=== Begin Enclosure ===
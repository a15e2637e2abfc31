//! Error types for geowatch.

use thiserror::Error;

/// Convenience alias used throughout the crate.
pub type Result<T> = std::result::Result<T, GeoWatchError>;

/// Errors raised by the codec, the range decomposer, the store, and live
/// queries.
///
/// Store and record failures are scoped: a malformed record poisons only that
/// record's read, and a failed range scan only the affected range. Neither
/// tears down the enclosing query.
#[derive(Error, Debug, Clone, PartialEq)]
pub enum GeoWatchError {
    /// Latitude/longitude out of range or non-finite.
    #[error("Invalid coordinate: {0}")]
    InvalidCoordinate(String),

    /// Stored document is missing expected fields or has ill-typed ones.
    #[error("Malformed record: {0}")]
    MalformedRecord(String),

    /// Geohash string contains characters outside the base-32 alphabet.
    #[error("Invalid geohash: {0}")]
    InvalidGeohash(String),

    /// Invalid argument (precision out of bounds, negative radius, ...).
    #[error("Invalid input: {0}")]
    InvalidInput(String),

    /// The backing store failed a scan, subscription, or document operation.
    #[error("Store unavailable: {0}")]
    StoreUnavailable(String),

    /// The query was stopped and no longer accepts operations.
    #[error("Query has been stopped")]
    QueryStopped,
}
=== End Enclosure ===
#### Work to be completed
Set down the lines from the one with "pub enum GeoWatchError" through the end of the data above. Keep each exactly as written and add no other line.

#### Finished task
pub enum GeoWatchError {
    /// Latitude/longitude out of range or non-finite.
    #[error("Invalid coordinate: {0}")]
    InvalidCoordinate(String),

    /// Stored document is missing expected fields or has ill-typed ones.
    #[error("Malformed record: {0}")]
    MalformedRecord(String),

    /// Geohash string contains characters outside the base-32 alphabet.
    #[error("Invalid geohash: {0}")]
    InvalidGeohash(String),

    /// Invalid argument (precision out of bounds, negative radius, ...).
    #[error("Invalid input: {0}")]
    InvalidInput(String),

    /// The backing store failed a scan, subscription, or document operation.
    #[error("Store unavailable: {0}")]
    StoreUnavailable(String),

    /// The query was stopped and no longer accepts operations.
    #[error("Query has been stopped")]
    QueryStopped,
}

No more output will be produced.